We’re Really Hardworking, Says Colorado DACA Recipient
Date: February 9, 2018
When Acacia Mendoza was a baby, her parents, who had been laid off from their finance industry jobs in Guadalajara, Mexico, brought her and her twin sister to the United States, where her uncle worked as a tax preparer in Dallas. Her mother went to work for her uncle’s firm, and her father started his own moving company. Each winter, the family would visit family in Mexico and return to Texas using tourist visas.
But when Mendoza was 10 years old, a U.S. border agent refused to grant the family re-entry. “He didn’t take our tourist visas away, but he gave us a warning,” Mendoza says. It was the first time she realized they had been living as undocumented immigrants.
“After a couple months, we returned to Texas,” she says. “I have never gone back to Mexico after that experience.”
When she was in the eighth grade, Mendoza joined LULAC, the League of United Latin American Citizens, which showed her that college was an attainable goal, despite her immigration status, and gave her a scholarship. “I was the first person to go to college in my household,” she says. Mendoza wanted to become a nurse, a position that would have allowed her to help fill a growing need for healthcare professionals in the United States, and she entered the Texas Women’s University nursing program. She soon realized, however, that, as an undocumented immigrant, she would be unable to get a nursing license. She studied political science instead.
Deferred Action for Childhood Arrivals (DACA), however, changed her outlook. The 2012 policy authorizes qualifying undocumented immigrants who were brought to the United States as children to temporarily live and work in the country.
It’s time for the U.S. to show appreciation for those who have done so much for this country.
“DACA has made me confident about my education,” she says. “At the beginning I was like, Oh, what am I even doing?

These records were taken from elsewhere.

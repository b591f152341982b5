//! DTE Core - filter recommendations for OpenRTB bid requests
//!
//! Embedded library answering, for each inbound bid request, the probability
//! that the downstream DSP will respond with a bid. The request path is
//! synchronous and allocation-light; background tasks keep the model and
//! experiment configuration caches coherent with an object store or local
//! directory.

pub mod allocator;
pub mod cache;
pub mod config_loader;
pub mod evaluator;
pub mod extract;
pub mod factory;
pub mod metrics;
pub mod model_result;
pub mod request;
pub mod scheduler;
pub mod store;
pub mod tasks;
pub mod time;
pub mod transform;

pub use allocator::{AllocationSnapshot, TrafficAllocation, TrafficAllocator};
pub use cache::{CacheValue, LocalCacheRegistry};
pub use config_loader::{
    ConfigurationLoader, ExperimentConfigurationHandler, ModelConfigurationHandler,
};
pub use evaluator::{
    ModelEvaluationStatus, ModelEvaluator, ModelEvaluatorInput, ModelEvaluatorOutput,
    RuleBasedModelEvaluator, HIGH_VALUE_DEFAULT_SCORE,
};
pub use factory::DemandTrafficEvaluator;
pub use metrics::EvaluatorMetrics;
pub use model_result::{ModelResult, ModelResultHandler};
pub use request::{
    default_response, BidRequestEvaluatorInput, BidRequestEvaluatorOutput, RequestEvaluator,
    Response, Slot,
};
pub use scheduler::{Initializer, InitializerTask, Task};
pub use store::{FetchedObject, HttpObjectStore, InMemoryObjectStore, ObjectStore};
pub use tasks::{
    ExperimentConfigurationLoadTask, ModelConfigurationLoadTask, ModelResultLoadTask,
};
pub use time::{Clock, FixedClock, SystemClock};
pub use transform::ModelFeature;

pub use dte_config::{
    EvaluatorSettings, ExperimentConfiguration, ExperimentDefinition, FeatureConfiguration,
    ModelConfiguration, ModelDefinition, Treatment,
};
// Surface sizing: fit the grid into a share of the viewport, keeping its aspect ratio.
use crate::model::GridSize;

#[derive(Clone, Copy, Debug, Default, PartialEq)]
pub struct Layout {
    pub cell_size: f64,
    pub surface_width: f64,
    pub surface_height: f64,
}

impl Layout {
    /// Largest layout whose surface fits within `fill` of the viewport on both axes.
    pub fn fit(size: GridSize, viewport_w: f64, viewport_h: f64, fill: f64) -> Self {
        let usable = |v: f64| v.is_finite() && v > 0.0;
        if !usable(viewport_w) || !usable(viewport_h) || size.width == 0 || size.height == 0 {
            return Self::default();
        }
        let cols = size.width as f64;
        let rows = size.height as f64;
        let (surface_width, surface_height) = if viewport_w / cols < viewport_h / rows {
            let w = viewport_w * fill;
            (w, w / cols * rows)
        } else {
            let h = viewport_h * fill;
            (h / rows * cols, h)
        };
        Self {
            cell_size: surface_width / cols,
            surface_width,
            surface_height,
        }
    }

    pub fn is_empty(&self) -> bool {
        !(self.cell_size > 0.0)
    }

    /// Canvas backing-store size in whole pixels.
    pub fn pixel_size(&self) -> (u32, u32) {
        (
            self.surface_width.max(0.0).floor() as u32,
            self.surface_height.max(0.0).floor() as u32,
        )
    }

    /// Top-left corner of a cell in surface pixels.
    pub fn cell_origin(&self, x: u32, y: u32) -> (f64, f64) {
        (x as f64 * self.cell_size, y as f64 * self.cell_size)
    }
}

#[cfg(test)]
mod tests {
    use super::*;

    const EPS: f64 = 1e-9;
    const GRID: GridSize = GridSize::new(30, 20);

    #[test]
    fn narrow_viewport_binds_on_width() {
        let layout = Layout::fit(GRID, 600.0, 1000.0, 0.8);

        assert!((layout.surface_width - 480.0).abs() < EPS);
        assert!((layout.cell_size - 16.0).abs() < EPS);
        assert!((layout.surface_height - 320.0).abs() < EPS);
        assert!(layout.surface_height <= 0.8 * 1000.0);
    }

    #[test]
    fn wide_viewport_binds_on_height() {
        let layout = Layout::fit(GRID, 1920.0, 500.0, 0.8);

        assert!((layout.surface_height - 400.0).abs() < EPS);
        assert!((layout.cell_size - 20.0).abs() < EPS);
        assert!((layout.surface_width - 600.0).abs() < EPS);
    }

    #[test]
    fn fit_never_overflows_either_axis() {
        for (w, h) in [(800.0, 600.0), (1024.0, 768.0), (333.0, 1777.0), (3000.0, 200.0), (150.0, 100.0)] {
            let layout = Layout::fit(GRID, w, h, 0.8);
            let gw = GRID.width as f64 * layout.cell_size;
            let gh = GRID.height as f64 * layout.cell_size;
            assert!(gw <= 0.8 * w + EPS, "width overflow at {w}x{h}");
            assert!(gh <= 0.8 * h + EPS, "height overflow at {w}x{h}");
            // One axis is binding.
            assert!((gw - 0.8 * w).abs() < EPS || (gh - 0.8 * h).abs() < EPS);
        }
    }

    #[test]
    fn degenerate_viewport_gives_empty_layout() {
        assert!(Layout::fit(GRID, 0.0, 600.0, 0.8).is_empty());
        assert!(Layout::fit(GRID, 800.0, -1.0, 0.8).is_empty());
        assert!(Layout::fit(GRID, f64::NAN, 600.0, 0.8).is_empty());
        assert_eq!(Layout::default().pixel_size(), (0, 0));
    }

    #[test]
    fn pixel_size_rounds_down() {
        let layout = Layout::fit(GRID, 801.0, 2000.0, 0.8);

        assert_eq!(layout.pixel_size(), (640, 427));
    }
}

I’m spending all this money and working so hard and I can’t even use this degree at the end. But DACA gave me that confidence that there were opportunities open to me, way more than I had before.”

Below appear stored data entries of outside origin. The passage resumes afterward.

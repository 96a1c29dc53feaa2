mod components;
mod config;
mod model;
mod render;
mod state;
mod util;

use components::App;
use config::GridConfig;

fn main() {
    let config = GridConfig::default();
    util::init_logging(config.log_level);
    match serde_json::to_string(&config) {
        Ok(json) => log::info!("starting counter grid with {json}"),
        Err(e) => log::warn!("config not serialisable: {e}"),
    }
    yew::Renderer::<App>::with_props(components::app::AppProps { config }).render();
}
// Small helpers: label formatting and the console log sink.

use log::{Level, LevelFilter, Log, Metadata, Record};
use wasm_bindgen::JsValue;

/// Text shown in a cell whose counter is `n`: `2^n` in decimal while it fits in u128.
pub fn power_of_two_label(n: u32) -> String {
    match 1u128.checked_shl(n) {
        Some(v) => v.to_string(),
        None => format!("2^{n}"),
    }
}

/// Forwards `log` records to the browser console.
struct ConsoleLogger;

static LOGGER: ConsoleLogger = ConsoleLogger;

impl Log for ConsoleLogger {
    fn enabled(&self, metadata: &Metadata) -> bool {
        metadata.level() <= log::max_level()
    }

    fn log(&self, record: &Record) {
        if !self.enabled(record.metadata()) {
            return;
        }
        let msg = JsValue::from_str(&format!("[{}] {}", record.target(), record.args()));
        match record.level() {
            Level::Error => web_sys::console::error_1(&msg),
            Level::Warn => web_sys::console::warn_1(&msg),
            Level::Info => web_sys::console::log_1(&msg),
            Level::Debug | Level::Trace => web_sys::console::debug_1(&msg),
        }
    }

    fn flush(&self) {}
}

pub fn init_logging(level: LevelFilter) {
    // A second install fails harmlessly; only the level is updated.
    let _ = log::set_logger(&LOGGER);
    log::set_max_level(level);
}

#[cfg(test)]
mod tests {
    use super::*;

    #[test]
    fn labels_are_powers_of_two() {
        assert_eq!(power_of_two_label(0), "1");
        assert_eq!(power_of_two_label(1), "2");
        assert_eq!(power_of_two_label(3), "8");
        assert_eq!(power_of_two_label(11), "2048");
        assert_eq!(power_of_two_label(64), "18446744073709551616");
    }

    #[test]
    fn labels_switch_to_exponent_past_u128() {
        assert_eq!(
            power_of_two_label(127),
            "170141183460469231731687303715884105728"
        );
        assert_eq!(power_of_two_label(128), "2^128");
        assert_eq!(power_of_two_label(u32::MAX), format!("2^{}", u32::MAX));
    }
}
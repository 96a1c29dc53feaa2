pub mod input;
pub mod layout;
pub mod render_loop;

pub use input::{Point, handle_click, handle_key};
pub use layout::Layout;
pub use render_loop::RenderLoop;

use crate::config::{GridConfig, Palette};
use crate::model::{Grid, GridError};

/// Everything the input and render routines need, owned by the canvas component.
#[derive(Clone, Debug, PartialEq)]
pub struct AppState {
    pub grid: Grid,
    pub layout: Layout,
    pub palette: Palette,
    pub viewport_fill: f64,
    pub font_scale: f64,
}

impl AppState {
    pub fn new(config: &GridConfig) -> Result<Self, GridError> {
        Ok(Self {
            grid: Grid::new(config.size)?,
            layout: Layout::default(),
            palette: config.palette.clone(),
            viewport_fill: config.viewport_fill,
            font_scale: config.font_scale,
        })
    }

    /// Recomputes the layout for a new viewport and returns it.
    pub fn resize(&mut self, viewport_w: f64, viewport_h: f64) -> Layout {
        self.layout = Layout::fit(self.grid.size(), viewport_w, viewport_h, self.viewport_fill);
        self.layout
    }
}
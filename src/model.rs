//! Core data model for the counter grid.
//! A row-major array of per-cell click counters plus the index arithmetic around it.

use serde::{Deserialize, Serialize};
use thiserror::Error;

#[derive(Clone, Copy, Debug, PartialEq, Eq, Serialize, Deserialize)]
pub struct GridSize {
    pub width: u32,
    pub height: u32,
}

impl GridSize {
    pub const fn new(width: u32, height: u32) -> Self {
        Self { width, height }
    }

    /// Number of cells, or `None` if it does not fit in `usize`.
    pub fn cell_count(&self) -> Option<usize> {
        (self.width as usize).checked_mul(self.height as usize)
    }
}

impl Default for GridSize {
    fn default() -> Self {
        Self::new(30, 20)
    }
}

#[derive(Clone, Copy, Debug, PartialEq, Eq, Hash, Serialize, Deserialize)]
pub struct CellCoord {
    pub x: u32,
    pub y: u32,
}

#[derive(Debug, Error, PartialEq, Eq)]
pub enum GridError {
    #[error("cell index {index} out of range for grid of {len} cells")]
    OutOfRange { index: usize, len: usize },
    #[error("cell ({x}, {y}) outside {width}x{height} grid")]
    CoordOutOfRange { x: u32, y: u32, width: u32, height: u32 },
    #[error("grid dimensions must be positive (got {width}x{height})")]
    EmptyGrid { width: u32, height: u32 },
    #[error("grid of {width}x{height} cells is too large to allocate")]
    TooLarge { width: u32, height: u32 },
}

#[derive(Clone, Debug, PartialEq, Eq, Serialize, Deserialize)]
pub struct Grid {
    size: GridSize,
    /// Row-major counters; length = width * height.
    data: Vec<u32>,
}

impl Grid {
    pub fn new(size: GridSize) -> Result<Self, GridError> {
        if size.width == 0 || size.height == 0 {
            return Err(GridError::EmptyGrid {
                width: size.width,
                height: size.height,
            });
        }
        let len = size.cell_count().ok_or(GridError::TooLarge {
            width: size.width,
            height: size.height,
        })?;
        Ok(Self {
            size,
            data: vec![0; len],
        })
    }

    pub fn size(&self) -> GridSize {
        self.size
    }

    pub fn width(&self) -> u32 {
        self.size.width
    }

    pub fn height(&self) -> u32 {
        self.size.height
    }

    pub fn len(&self) -> usize {
        self.data.len()
    }

    pub fn coords_to_index(&self, x: u32, y: u32) -> Result<usize, GridError> {
        if x >= self.size.width || y >= self.size.height {
            return Err(GridError::CoordOutOfRange {
                x,
                y,
                width: self.size.width,
                height: self.size.height,
            });
        }
        Ok(y as usize * self.size.width as usize + x as usize)
    }

    pub fn index_to_coords(&self, index: usize) -> Result<CellCoord, GridError> {
        self.check_index(index)?;
        let w = self.size.width as usize;
        Ok(CellCoord {
            x: (index % w) as u32,
            y: (index / w) as u32,
        })
    }

    /// Bumps the counter at `index` and returns the new value. Saturates at `u32::MAX`.
    pub fn increment(&mut self, index: usize) -> Result<u32, GridError> {
        self.check_index(index)?;
        let cell = &mut self.data[index];
        *cell = cell.saturating_add(1);
        Ok(*cell)
    }

    pub fn counter(&self, index: usize) -> Option<u32> {
        self.data.get(index).copied()
    }

    pub fn cells(&self) -> impl Iterator<Item = (usize, u32)> + '_ {
        self.data.iter().copied().enumerate()
    }

    fn check_index(&self, index: usize) -> Result<(), GridError> {
        if index < self.data.len() {
            Ok(())
        } else {
            Err(GridError::OutOfRange {
                index,
                len: self.data.len(),
            })
        }
    }
}
//! Frame drawing for the counter grid.
//!
//! `draw_frame` describes one full redraw against the [`Surface`] trait.
//! [`CanvasSurface`] backs it with a 2D canvas context; tests use a recording surface.

use thiserror::Error;
use wasm_bindgen::JsCast;
use web_sys::{CanvasRenderingContext2d, HtmlCanvasElement};

use crate::state::AppState;
use crate::util::power_of_two_label;

/// A straight line segment in surface pixels.
#[derive(Clone, Copy, Debug, PartialEq)]
pub struct Segment {
    pub from: (f64, f64),
    pub to: (f64, f64),
}

/// Drawing primitives a frame needs.
pub trait Surface {
    fn fill_rect(&mut self, color: &str, x: f64, y: f64, w: f64, h: f64);
    /// Strokes all segments as a single path.
    fn stroke_lines(&mut self, color: &str, segments: &[Segment]);
    /// Draws `text` centered on (`cx`, `cy`) both ways.
    fn fill_text_centered(&mut self, color: &str, text: &str, cx: f64, cy: f64, font_px: u32);
}

pub fn grid_lines(state: &AppState) -> Vec<Segment> {
    let l = &state.layout;
    let (w, h) = (l.surface_width, l.surface_height);
    let cols = (0..state.grid.width()).map(|x| {
        let px = x as f64 * l.cell_size;
        Segment { from: (px, 0.0), to: (px, h) }
    });
    let rows = (0..state.grid.height()).map(|y| {
        let py = y as f64 * l.cell_size;
        Segment { from: (0.0, py), to: (w, py) }
    });
    cols.chain(rows).collect()
}

pub fn draw_frame<S: Surface>(surface: &mut S, state: &AppState) {
    let l = &state.layout;
    let p = &state.palette;
    surface.fill_rect(&p.background, 0.0, 0.0, l.surface_width, l.surface_height);
    surface.stroke_lines(&p.grid, &grid_lines(state));

    let font_px = (l.cell_size * state.font_scale).floor().max(0.0) as u32;
    for (i, counter) in state.grid.cells().filter(|&(_, c)| c > 0) {
        let Ok(cell) = state.grid.index_to_coords(i) else { continue };
        let (x, y) = l.cell_origin(cell.x, cell.y);
        surface.fill_rect(&p.foreground, x, y, l.cell_size, l.cell_size);
        let half = l.cell_size / 2.0;
        surface.fill_text_centered(&p.text, &power_of_two_label(counter), x + half, y + half, font_px);
    }
}

#[derive(Debug, Error)]
pub enum SurfaceError {
    #[error("no global `window`")]
    NoWindow,
    #[error("window has no document")]
    NoDocument,
    #[error("canvas element is not mounted")]
    NoCanvas,
    #[error("canvas has no 2d context")]
    NoContext,
    #[error("javascript error: {0}")]
    Js(String),
}

impl From<wasm_bindgen::JsValue> for SurfaceError {
    fn from(v: wasm_bindgen::JsValue) -> Self {
        SurfaceError::Js(format!("{v:?}"))
    }
}

pub struct CanvasSurface {
    ctx: CanvasRenderingContext2d,
}

impl CanvasSurface {
    pub fn from_canvas(canvas: &HtmlCanvasElement) -> Result<Self, SurfaceError> {
        let ctx = canvas
            .get_context("2d")?
            .ok_or(SurfaceError::NoContext)?
            .dyn_into::<CanvasRenderingContext2d>()
            .map_err(|_| SurfaceError::NoContext)?;
        Ok(Self { ctx })
    }
}

impl Surface for CanvasSurface {
    fn fill_rect(&mut self, color: &str, x: f64, y: f64, w: f64, h: f64) {
        self.ctx.set_fill_style_str(color);
        self.ctx.fill_rect(x, y, w, h);
    }

    fn stroke_lines(&mut self, color: &str, segments: &[Segment]) {
        self.ctx.set_stroke_style_str(color);
        self.ctx.begin_path();
        for s in segments {
            self.ctx.move_to(s.from.0, s.from.1);
            self.ctx.line_to(s.to.0, s.to.1);
        }
        self.ctx.stroke();
    }

    fn fill_text_centered(&mut self, color: &str, text: &str, cx: f64, cy: f64, font_px: u32) {
        self.ctx.set_font(&format!("{font_px}px Sans"));
        self.ctx.set_text_align("center");
        self.ctx.set_text_baseline("middle");
        self.ctx.set_fill_style_str(color);
        if let Err(e) = self.ctx.fill_text(text, cx, cy) {
            log::warn!("fill_text failed: {e:?}");
        }
    }
}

Today Mendoza lives in Colorado, where she works as an optician’s assistant and plans to earn a paralegal certificate. She is one of the 1.3 million young people currently eligible for DACA, although that number is expected to grow to 1.8 million as more youth age into the program and as more people complete their high school education. And she is one of the many whose jobs are at risk if DACA is rescinded, as the Trump Administration has begun to do. Ninety percent of the DACA-eligible population 16 years old and older are employed, and combined these Dreamers pay $3 billion in taxes every year and almost $2.5 billion into the Social Security and Medicare funds, critical social programs that benefit all Americans.
“Immigration reform matters because the majority of immigrants are really hardworking,” Mendoza says. “It’s time for the U.S. to show appreciation for those who have done so much for this country.”